La rehabilitación de la muralla del siglo XIV quedó aprobada en 2001 cuando la UE otorgó más de cinco millones de euros a Granada para mejorar todo el entorno del Darro y san Miguel Alto. «Aquí se han gastado un millón de euros y nos han dejado esta zona peor de lo que estaba». Habla Dori López, una vecina de la zona, muy crítica con la actuación de la muralla: «es horrible y además cierra el paso entre el carril de san Miguel y la parte alta de Haza de Grande, una vía de entrada de toda la vida».
Además, la plantación de arbolado, mejora de los carriles, retirada de chatarras y limpieza de la zona que contemplaba el ambicioso proyecto inicial, se ha quedado en la construcción del denostado muro de granito y la creación de dos accesos de granito hormigonado, uno con 213 escalones y el otro con 80. «Los días de mucho frío se crean placas de hielo y a ver quién puede bajar o subir por ahí», denuncia Dori López. María, otra vecina de san Miguel, exige la retirada de la chatarra de la zona, la instalación de farolas y la conexión de los darros a todas las viviendas, así como la destrucción del muro. «Hay cuevas ocupadas con los darros instalados y nosotros que vivimos legalmente no los tenemos».
El edil de Urbanismo, Luis Gerardo García Royo, se mostró ayer partidario del derribo de una parte de esta muralla, mientras que la delegación provincial de Cultura de la Junta se niega a esta solución.

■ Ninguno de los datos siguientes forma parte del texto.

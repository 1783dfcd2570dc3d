//! Configuration for Spectacles API

use axum_helpers::{CorsConfig, JwtConfig};
use core_config::{AppInfo, FromEnv, app_info, server::ServerConfig};
use database::mongodb::MongoConfig;
use domain_users::UsersConfig;

pub use core_config::Environment;

/// Application configuration
#[derive(Clone, Debug)]
pub struct Config {
    pub app: AppInfo,
    pub environment: Environment,
    pub server: ServerConfig,
    pub mongodb: MongoConfig,
    pub jwt: JwtConfig,
    pub cors: CorsConfig,
    pub users: UsersConfig,
}

impl Config {
    pub fn from_env() -> eyre::Result<Self> {
        let app = app_info!();
        Ok(Self {
            environment: Environment::from_env(),
            server: ServerConfig::from_env()?,
            mongodb: MongoConfig::from_env()?.with_app_name(app.name),
            jwt: JwtConfig::from_env()?,
            cors: CorsConfig::from_env()?,
            users: UsersConfig::from_env()?,
            app,
        })
    }
}

#[cfg(test)]
mod tests {
    use super::*;

    const SECRET: &str = "config-test-secret-with-at-least-32-chars";

    #[test]
    fn test_from_env() {
        temp_env::with_vars(
            [
                ("MONGODB_URL", Some("mongodb://localhost:27017")),
                ("JWT_SECRET", Some(SECRET)),
                ("PORT", Some("8088")),
                ("CORS_ALLOWED_ORIGIN", None),
            ],
            || {
                let config = Config::from_env().unwrap();
                assert_eq!(config.app.name, "spectacles_api");
                assert_eq!(config.server.port, 8088);
                assert_eq!(config.mongodb.app_name.as_deref(), Some("spectacles_api"));
                assert!(config.cors.allowed_origins.is_none());
            },
        );
    }

    #[test]
    fn test_missing_jwt_secret_fails_closed() {
        temp_env::with_vars(
            [
                ("MONGODB_URL", Some("mongodb://localhost:27017")),
                ("JWT_SECRET", None),
            ],
            || {
                assert!(Config::from_env().is_err());
            },
        );
    }

    #[test]
    fn test_short_jwt_secret_is_rejected() {
        temp_env::with_vars(
            [
                ("MONGODB_URL", Some("mongodb://localhost:27017")),
                ("JWT_SECRET", Some("short")),
            ],
            || {
                assert!(Config::from_env().is_err());
            },
        );
    }
}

El titular de este departamento, José Antonio Pérez Tapia, habló en su día de abrir una zona del muro para facilitar el paso de ciudadanos.
Un vecino del entorno es minusválido y no puede transitar por el estrecho margen de las dos paredes de la muralla e incluso el acceso de las ambulancias es muy dificultoso.
Chorizo y morcilla
Los infatigables vecinos que han puesto el grito en el cielo por la «chapucera» reforma del entorno de san Miguel ofrecieron ayer chorizo, morcilla y cerveza a quienes se sumaban a esta peculiar romería contra los dislates cometidos por las administraciones local y autonómica con este muro. Dos pancartas colgaban de la fachada del muro para denunciar el mal hacer de esa construcción: uno pidiendo al Ayuntamiento su derribo y otro dirigido al delegado de Cultura para que lo apoye.
Fernando Escobedo y Lola Boloy -de la asociación de vecinos del Bajo Albaicín- animaron a las dos administraciones a ponerse de acuerdo para solucionar «el problema de forma rápida». Y al mismo tiempo, preocuparse por frenar el deterioro que sufre la vieja muralla, cada vez mayor por culpa del vandalismo y de los efectos meteorológicos.